Do any lines in the data below contain "find"? If so, copy every one of them.

§ **Source data**
**********

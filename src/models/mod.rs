mod groups;
mod objects;
mod stacks;
mod templates;
mod values;
mod view;

pub use groups::*;
pub use objects::*;
pub use stacks::*;
pub use templates::*;
pub use values::*;
pub use view::*;

use serde::{Deserialize, Serialize};

/// Snapshot is the complete, immutable state the engine works on.
/// Mutations produce a new snapshot; nothing edits one in place once shared.
#[derive(Debug, Clone, Default, Serialize, Deserialize)]
pub struct Snapshot {
    #[serde(default)]
    pub templates: Vec<Template>,
    #[serde(default)]
    pub stacks: Vec<TemplateStack>,
    #[serde(default)]
    pub device_groups: Vec<DeviceGroup>,
    #[serde(default)]
    pub devices: Vec<Device>,
    #[serde(default)]
    pub entities: EntityStore,
}

impl Snapshot {
    pub fn template(&self, id: &str) -> Option<&Template> {
        self.templates.iter().find(|t| t.id == id)
    }

    pub fn stack(&self, id: &str) -> Option<&TemplateStack> {
        self.stacks.iter().find(|s| s.id == id)
    }

    pub fn device(&self, id: &str) -> Option<&Device> {
        self.devices.iter().find(|d| d.id == id)
    }

    pub fn device_group(&self, id: &str) -> Option<&DeviceGroup> {
        self.device_groups.iter().find(|g| g.id == id)
    }

    /// Stacks assigned to a device group, in stack-list order
    pub fn stacks_for_group(&self, group_id: &str) -> Vec<&TemplateStack> {
        self.stacks
            .iter()
            .filter(|s| s.device_groups.iter().any(|g| g == group_id))
            .collect()
    }

    /// Templates of a stack in priority order; unknown ids are skipped
    pub fn stack_templates(&self, stack: &TemplateStack) -> Vec<&Template> {
        stack
            .templates
            .iter()
            .filter_map(|id| self.template(id))
            .collect()
    }
}
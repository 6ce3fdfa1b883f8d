use chrono::Utc;
use std::collections::BTreeMap;

use crate::models::{
    ConfigObject, FieldValue, Template, VariableDefinition, VariableField, VariableType, LOCAL_SOURCE,
};

/// Type a newly discovered variable gets when the field gives no better hint
pub fn default_type_for_field(field: &str) -> VariableType {
    let field = field.to_ascii_lowercase();
    if field.contains("pool") || field.contains("range") {
        VariableType::IpRange
    } else if field.contains("wildcard") {
        VariableType::IpWildcard
    } else if field.contains("hostname") || field.contains("fqdn") || field.contains("domain") {
        VariableType::Fqdn
    } else if field == "as" || field.ends_with("_as") || field.contains("group") {
        VariableType::GroupId
    } else if field.contains("interface")
        || field.contains("iface")
        || matches!(field.as_str(), "zone" | "parent" | "virtual_router")
    {
        VariableType::Interface
    } else {
        VariableType::IpNetmask
    }
}

/// New definitions for variables referenced by `fields` that `template`
/// does not define yet. Each name is reported once.
pub fn discover(template: &Template, origin: &str, fields: &[VariableField<'_>]) -> Vec<VariableDefinition> {
    let mut found: Vec<VariableDefinition> = Vec::new();
    for f in fields {
        let Some(name) = f.value.as_variable() else {
            continue;
        };
        if template.variable(name).is_some() || found.iter().any(|d| d.name == name) {
            continue;
        }
        found.push(VariableDefinition {
            name: name.to_string(),
            var_type: f.var_type,
            description: Some(format!("Used by {} ({})", origin, f.field)),
            default_value: None,
        });
    }
    found
}

/// Register every variable referenced by `fields` against the template's
/// definition list. Additive only: existing definitions are never touched.
/// Local objects never register variables.
pub fn extract_and_sync(
    template_id: &str,
    origin: &str,
    fields: &[VariableField<'_>],
    templates: &[Template],
) -> Vec<Template> {
    if template_id == LOCAL_SOURCE {
        return templates.to_vec();
    }

    let Some(template) = templates.iter().find(|t| t.id == template_id) else {
        tracing::warn!("Variable extraction skipped: template {} not found", template_id);
        return templates.to_vec();
    };

    let added = discover(template, origin, fields);
    if added.is_empty() {
        return templates.to_vec();
    }

    tracing::debug!(
        "Registered {} new variable(s) in template {} from {}",
        added.len(),
        template_id,
        origin
    );

    templates
        .iter()
        .map(|t| {
            if t.id != template_id {
                return t.clone();
            }
            let mut t = t.clone();
            t.variables.extend(added.iter().cloned());
            t.updated_at = Utc::now();
            t
        })
        .collect()
}

/// Extract from a saved object, using its own owner and field types
pub fn sync_object(object: &dyn ConfigObject, templates: &[Template]) -> Vec<Template> {
    extract_and_sync(
        object.source_template_id(),
        &object.display_name(),
        &object.variable_fields(),
        templates,
    )
}

/// Extract from raw `field -> value` strings, typing each new variable
/// by its field name
pub fn extract_from_strings(
    template_id: &str,
    origin: &str,
    raw: &BTreeMap<String, String>,
    templates: &[Template],
) -> Vec<Template> {
    let parsed: Vec<(&'static str, FieldValue, VariableType)> = raw
        .iter()
        .map(|(field, value)| {
            (
                field_label(field),
                FieldValue::parse(value),
                default_type_for_field(field),
            )
        })
        .collect();

    let fields: Vec<VariableField<'_>> = parsed
        .iter()
        .map(|(field, value, var_type)| VariableField {
            field: *field,
            value,
            var_type: *var_type,
        })
        .collect();

    extract_and_sync(template_id, origin, &fields, templates)
}

/// Field names on generated descriptions are the known column names;
/// anything else is reported generically.
fn field_label(field: &str) -> &'static str {
    const KNOWN: &[&str] = &[
        "ip", "interface", "interface1", "interface2", "interfaces", "primary", "secondary",
        "hostname", "pool", "gateway", "dns_server", "destination", "next_hop", "router_id",
        "local_as", "prefix", "zone", "virtual_router", "parent",
    ];
    KNOWN.iter().find(|k| **k == field).copied().unwrap_or("field")
}
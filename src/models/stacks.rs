use chrono::{DateTime, Utc};
use serde::{Deserialize, Serialize};

/// VariableMapping is a stack-scoped value for a variable
#[derive(Debug, Clone, PartialEq, Eq, Serialize, Deserialize)]
pub struct VariableMapping {
    pub variable: String,
    pub value: String,
}

/// TemplateStack is an ordered composition of templates bound to device groups.
/// The first-listed template has the highest priority.
#[derive(Debug, Clone, Serialize, Deserialize)]
pub struct TemplateStack {
    pub id: String,
    pub name: String,
    #[serde(default, skip_serializing_if = "Option::is_none")]
    pub description: Option<String>,
    #[serde(default)]
    pub templates: Vec<String>,
    #[serde(default)]
    pub device_groups: Vec<String>,
    #[serde(default)]
    pub variables: Vec<VariableMapping>,
    pub created_at: DateTime<Utc>,
    pub updated_at: DateTime<Utc>,
}

impl TemplateStack {
    pub fn contains_template(&self, template_id: &str) -> bool {
        self.templates.iter().any(|t| t == template_id)
    }

    /// Mapped value for `variable`; empty strings do not count as set
    pub fn mapping(&self, variable: &str) -> Option<&str> {
        self.variables
            .iter()
            .find(|m| m.variable == variable)
            .map(|m| m.value.as_str())
            .filter(|v| !v.is_empty())
    }
}

/// CreateStackRequest for creating/updating template stacks
#[derive(Debug, Clone, Deserialize)]
pub struct CreateStackRequest {
    #[serde(default)]
    pub id: Option<String>,
    pub name: String,
    #[serde(default)]
    pub description: Option<String>,
    #[serde(default)]
    pub templates: Vec<String>,
    #[serde(default)]
    pub device_groups: Vec<String>,
}

/// SetMappingRequest sets a stack variable value (empty clears it)
#[derive(Debug, Clone, Deserialize)]
pub struct SetMappingRequest {
    #[serde(default)]
    pub value: String,
}
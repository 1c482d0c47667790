use std::{
    collections::HashMap,
    sync::{
        atomic::{AtomicU64, Ordering},
        Arc, Weak,
    },
    time::Duration,
};

use tokio::{
    sync::{Mutex, OwnedMutexGuard, RwLock},
    task::JoinHandle,
    time::Instant,
};
use tracing::{debug, info, warn};
use uuid::Uuid;

use super::{
    guest::GuestSlotFactory,
    model::CartSnapshot,
    repo::SessionStore,
    sync::{CartSubscription, CartSynchronizer},
};
use crate::auth::session::{SessionNotifier, UserIdentity};

const SETTLE_TIMEOUT: Duration = Duration::from_secs(10);
const SWEEP_INTERVAL: Duration = Duration::from_secs(60);

/// One browser's cart: its auth notifier, the synchronizer following it and
/// the subscription tying them together.
pub struct ClientCart {
    pub notifier: SessionNotifier,
    pub sync: Arc<CartSynchronizer>,
    turn: Arc<Mutex<()>>,
    last_seen_ms: AtomicU64,
    _subscription: CartSubscription,
}

/// Exclusive use of a client's cart for one request. Requests from the same
/// browser run one after another, each under its own auth.
pub struct CartTurn {
    pub snapshot: CartSnapshot,
    _guard: OwnedMutexGuard<()>,
}

impl ClientCart {
    /// Wait for this client's turn, publish the caller's auth and bring the
    /// cart in line with it. `None` if that took too long.
    pub async fn attach(&self, user: Option<UserIdentity>) -> Option<CartTurn> {
        let settle = async {
            let guard = Arc::clone(&self.turn).lock_owned().await;
            if self.notifier.publish(user) {
                debug!(user_id = ?user.map(|u| u.id), "client session changed");
            }
            let snapshot = self.sync.ensure_session(user).await;
            CartTurn {
                snapshot,
                _guard: guard,
            }
        };
        match tokio::time::timeout(SETTLE_TIMEOUT, settle).await {
            Ok(turn) => Some(turn),
            Err(_) => {
                warn!(user_id = ?user.map(|u| u.id), "cart did not settle in time");
                None
            }
        }
    }
}

/// Carts keyed by client session id. Clients idle for longer than
/// `idle_timeout` are dropped by [`CartSessions::sweep`].
pub struct CartSessions {
    store: Arc<dyn SessionStore>,
    guest_slots: Arc<GuestSlotFactory>,
    clients: RwLock<HashMap<Uuid, Arc<ClientCart>>>,
    epoch: Instant,
    idle_timeout: Duration,
}

impl CartSessions {
    pub fn new(
        store: Arc<dyn SessionStore>,
        guest_slots: Arc<GuestSlotFactory>,
        idle_timeout: Duration,
    ) -> Self {
        Self {
            store,
            guest_slots,
            clients: RwLock::new(HashMap::new()),
            epoch: Instant::now(),
            idle_timeout,
        }
    }

    fn now_ms(&self) -> u64 {
        self.epoch.elapsed().as_millis() as u64
    }

    pub async fn get_or_create(&self, client_id: Uuid) -> Arc<ClientCart> {
        let now = self.now_ms();
        if let Some(client) = self.clients.read().await.get(&client_id) {
            client.last_seen_ms.store(now, Ordering::Relaxed);
            return Arc::clone(client);
        }

        let mut clients = self.clients.write().await;
        let client = clients.entry(client_id).or_insert_with(|| {
            info!(%client_id, "cart session opened");
            let sync = Arc::new(CartSynchronizer::new(
                Arc::clone(&self.store),
                (self.guest_slots)(client_id),
            ));
            let notifier = SessionNotifier::default();
            let subscription = sync.initialize(&notifier);
            Arc::new(ClientCart {
                notifier,
                sync,
                turn: Arc::new(Mutex::new(())),
                last_seen_ms: AtomicU64::new(now),
                _subscription: subscription,
            })
        });
        client.last_seen_ms.store(now, Ordering::Relaxed);
        Arc::clone(client)
    }

    /// Forget a client. Its synchronizer stops following auth changes once
    /// the last in-flight request lets go of it.
    pub async fn close(&self, client_id: Uuid) -> bool {
        let removed = self.clients.write().await.remove(&client_id).is_some();
        if removed {
            info!(%client_id, "cart session closed");
        }
        removed
    }

    /// Drop clients untouched for longer than the idle timeout and not in use
    /// by a request. Returns how many went.
    pub async fn sweep(&self) -> usize {
        let idle_ms = self.idle_timeout.as_millis() as u64;
        let now = self.now_ms();
        let mut clients = self.clients.write().await;
        let before = clients.len();
        clients.retain(|_, client| {
            Arc::strong_count(client) > 1
                || now.saturating_sub(client.last_seen_ms.load(Ordering::Relaxed)) < idle_ms
        });
        let evicted = before - clients.len();
        if evicted > 0 {
            info!(evicted, remaining = clients.len(), "idle cart sessions dropped");
        }
        evicted
    }

    /// Sweep on a fixed interval for as long as the registry is alive.
    pub fn spawn_sweeper(self: &Arc<Self>) -> JoinHandle<()> {
        let sessions: Weak<Self> = Arc::downgrade(self);
        tokio::spawn(async move {
            let mut ticks = tokio::time::interval(SWEEP_INTERVAL);
            loop {
                ticks.tick().await;
                let Some(sessions) = sessions.upgrade() else {
                    break;
                };
                sessions.sweep().await;
            }
        })
    }

    #[cfg(test)]
    pub async fn len(&self) -> usize {
        self.clients.read().await.len()
    }
}

#[cfg(test)]
mod tests {
    use rust_decimal::Decimal;

    use super::*;
    use crate::{
        cart::{
            guest::{memory::MemoryGuestSlot, GuestSlot},
            repo::memory::MemorySessionStore,
        },
        menu::CatalogItem,
    };

    fn sessions_with_idle(idle: Duration) -> (CartSessions, Arc<MemorySessionStore>) {
        let store = Arc::new(MemorySessionStore::default());
        let factory: Arc<GuestSlotFactory> =
            Arc::new(|_: Uuid| -> Box<dyn GuestSlot> { Box::new(MemoryGuestSlot::default()) });
        (CartSessions::new(store.clone(), factory, idle), store)
    }

    fn sessions() -> (CartSessions, Arc<MemorySessionStore>) {
        sessions_with_idle(Duration::from_secs(1800))
    }

    fn spring_rolls() -> CatalogItem {
        CatalogItem {
            id: 1,
            category: "Appetizers".into(),
            name: "Crispy Spring Rolls".into(),
            description: String::new(),
            price: Decimal::new(699, 2),
            image: "/menu-images/crispy-spring-rolls.jpg".into(),
            is_meat: false,
            allergens: vec![],
        }
    }

    #[tokio::test]
    async fn same_client_gets_same_cart() {
        let (sessions, _) = sessions();
        let id = Uuid::new_v4();
        let a = sessions.get_or_create(id).await;
        let b = sessions.get_or_create(id).await;
        assert!(Arc::ptr_eq(&a, &b));
        assert_eq!(sessions.len().await, 1);

        sessions.get_or_create(Uuid::new_v4()).await;
        assert_eq!(sessions.len().await, 2);
    }

    #[tokio::test]
    async fn attach_switches_between_guest_and_session() {
        let (sessions, store) = sessions();
        let client = sessions.get_or_create(Uuid::new_v4()).await;

        let guest = client.attach(None).await.expect("settles").snapshot;
        assert_eq!(guest.user_id, None);
        client.sync.add_item(Some(&spring_rolls()), 1).await;

        let user = UserIdentity::from(Uuid::new_v4());
        let signed_in = client.attach(Some(user)).await.expect("settles").snapshot;
        assert_eq!(signed_in.user_id, Some(user.id));
        assert!(signed_in.items.is_empty());

        client.sync.add_item(Some(&spring_rolls()), 2).await;
        assert_eq!(store.rows_for(user.id)[0].quantity, 2);

        let back = client.attach(None).await.expect("settles").snapshot;
        assert_eq!(back.user_id, None);
        assert!(back.items.is_empty());
    }

    #[tokio::test]
    async fn close_forgets_client() {
        let (sessions, _) = sessions();
        let id = Uuid::new_v4();
        sessions.get_or_create(id).await;
        assert!(sessions.close(id).await);
        assert!(!sessions.close(id).await);
        assert_eq!(sessions.len().await, 0);
    }

    #[tokio::test]
    async fn overlapping_requests_with_opposite_auth_both_settle() {
        let (sessions, _) = sessions();
        let client = sessions.get_or_create(Uuid::new_v4()).await;
        let user = UserIdentity::from(Uuid::new_v4());

        let started = Instant::now();
        let signed_in = {
            let client = Arc::clone(&client);
            tokio::spawn(async move { client.attach(Some(user)).await.map(|t| t.snapshot) })
        };
        let guest = {
            let client = Arc::clone(&client);
            tokio::spawn(async move { client.attach(None).await.map(|t| t.snapshot) })
        };

        let signed_in = signed_in.await.unwrap().expect("signed-in request settles");
        let guest = guest.await.unwrap().expect("guest request settles");
        assert!(started.elapsed() < Duration::from_secs(1));
        assert_eq!(signed_in.user_id, Some(user.id));
        assert_eq!(guest.user_id, None);
    }

    #[tokio::test]
    async fn requests_from_one_client_take_turns() {
        let (sessions, store) = sessions();
        let client = sessions.get_or_create(Uuid::new_v4()).await;
        let user = UserIdentity::from(Uuid::new_v4());

        let turn = client.attach(Some(user)).await.expect("settles");
        let guest = {
            let client = Arc::clone(&client);
            tokio::spawn(async move { client.attach(None).await.map(|t| t.snapshot) })
        };
        tokio::time::sleep(Duration::from_millis(20)).await;

        // Still signed in while the first request holds its turn.
        client.sync.add_item(Some(&spring_rolls()), 1).await;
        assert_eq!(store.rows_for(user.id).len(), 1);
        drop(turn);

        assert_eq!(guest.await.unwrap().expect("settles").user_id, None);
    }

    #[tokio::test]
    async fn sweep_drops_idle_clients_not_in_use() {
        let (sessions, _) = sessions_with_idle(Duration::ZERO);
        for _ in 0..200 {
            let client = sessions.get_or_create(Uuid::new_v4()).await;
            client.attach(None).await.expect("settles");
        }
        let busy = sessions.get_or_create(Uuid::new_v4()).await;
        assert_eq!(sessions.len().await, 201);

        assert_eq!(sessions.sweep().await, 200);
        assert_eq!(sessions.len().await, 1);
        drop(busy);
        assert_eq!(sessions.sweep().await, 1);
        assert_eq!(sessions.len().await, 0);
    }

    #[tokio::test]
    async fn sweep_keeps_recent_clients() {
        let (sessions, _) = sessions();
        sessions.get_or_create(Uuid::new_v4()).await;
        assert_eq!(sessions.sweep().await, 0);
        assert_eq!(sessions.len().await, 1);
    }
}
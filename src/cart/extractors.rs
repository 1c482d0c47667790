use std::convert::Infallible;

use axum::{
    async_trait,
    extract::FromRequestParts,
    http::{request::Parts, HeaderMap, HeaderValue},
};
use tracing::debug;
use uuid::Uuid;

pub const CART_SESSION_HEADER: &str = "x-cart-session";

/// The browser a cart belongs to. A missing or malformed header gets a fresh
/// id, which the response hands back.
#[derive(Debug, Clone, Copy)]
pub struct CartClient(pub Uuid);

impl CartClient {
    pub fn headers(&self) -> HeaderMap {
        let mut headers = HeaderMap::new();
        // A hyphenated uuid is always a valid header value.
        if let Ok(value) = HeaderValue::from_str(&self.0.to_string()) {
            headers.insert(CART_SESSION_HEADER, value);
        }
        headers
    }
}

#[async_trait]
impl<S> FromRequestParts<S> for CartClient
where
    S: Send + Sync,
{
    type Rejection = Infallible;

    async fn from_request_parts(parts: &mut Parts, _state: &S) -> Result<Self, Self::Rejection> {
        let parsed = parts
            .headers
            .get(CART_SESSION_HEADER)
            .and_then(|v| v.to_str().ok())
            .and_then(|v| Uuid::parse_str(v.trim()).ok());

        Ok(CartClient(parsed.unwrap_or_else(|| {
            let id = Uuid::new_v4();
            debug!(client_id = %id, "minted cart session id");
            id
        })))
    }
}
use crate::state::AppState;
use axum::Router;

mod dto;
mod handlers;
pub mod repo;
pub mod services;
pub mod session;
pub mod tokens;

pub fn router() -> Router<AppState> {
    handlers::auth_routes()
}
mod dto;
pub mod handlers;
pub mod repo;
mod services;

use crate::state::AppState;
use axum::Router;

pub fn router() -> Router<AppState> {
    handlers::order_routes()
}
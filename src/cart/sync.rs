//! Cart state for one client, reconciled against either the guest slot or the
//! session store depending on who is signed in.
//!
//! Exactly one backend is the source of truth at a time. Signing in reloads
//! from the session store and drops the guest slot without merging it.
//! Every operation runs under the cart lock for its full duration, store
//! round-trip included, so two overlapping changes to the same line cannot
//! both read the old quantity.

use std::{future::Future, sync::Arc};

use tokio::{
    sync::{watch, Mutex},
    task::JoinHandle,
};
use tracing::{debug, error, info, warn};

use super::{
    guest::GuestSlot,
    model::{decode_guest_cart, encode_guest_cart, CartSnapshot, LineItem, NewCartRow, Outcome},
    repo::SessionStore,
};
use crate::{
    auth::session::{SessionNotifier, UserIdentity},
    menu::CatalogItem,
};

#[derive(Debug, Default)]
struct CartState {
    items: Vec<LineItem>,
    active_user: Option<UserIdentity>,
    is_loading: bool,
}

impl CartState {
    fn position(&self, item_id: i64) -> Option<usize> {
        self.items.iter().position(|item| item.item_id() == item_id)
    }

    fn snapshot(&self) -> CartSnapshot {
        CartSnapshot {
            user_id: self.active_user.map(|u| u.id),
            items: self.items.clone(),
            is_loading: self.is_loading,
        }
    }
}

pub struct CartSynchronizer {
    state: Mutex<CartState>,
    snapshots: watch::Sender<CartSnapshot>,
    store: Arc<dyn SessionStore>,
    guest: Box<dyn GuestSlot>,
}
use serde::{Deserialize, Serialize};
use time::OffsetDateTime;
use uuid::Uuid;

use super::repo::User;

/// What the sign-in and sign-up forms post.
#[derive(Deserialize)]
pub struct Credentials {
    pub email: String,
    pub password: String,
}

impl Credentials {
    /// Emails are matched trimmed and lowercased.
    pub fn normalized_email(&self) -> String {
        self.email.trim().to_lowercase()
    }
}

#[derive(Deserialize)]
pub struct RefreshRequest {
    pub refresh_token: String,
}

#[derive(Debug, Serialize)]
pub struct SessionTokens {
    pub access_token: String,
    pub refresh_token: String,
    pub token_type: &'static str,
    /// Access token lifetime in seconds.
    pub expires_in: i64,
    pub user: PublicUser,
}

#[derive(Debug, Serialize)]
pub struct PublicUser {
    pub id: Uuid,
    pub email: String,
    #[serde(with = "time::serde::rfc3339")]
    pub member_since: OffsetDateTime,
}

impl From<User> for PublicUser {
    fn from(user: User) -> Self {
        Self {
            id: user.id,
            email: user.email,
            member_since: user.created_at,
        }
    }
}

**********

§ **Response below**
        self.templates.iter().find(|t| t.id == id)
        self.stacks.iter().find(|s| s.id == id)
        self.devices.iter().find(|d| d.id == id)
        self.device_groups.iter().find(|g| g.id == id)
    let Some(template) = templates.iter().find(|t| t.id == template_id) else {
    KNOWN.iter().find(|k| **k == field).copied().unwrap_or("field")
            .find(|m| m.variable == variable)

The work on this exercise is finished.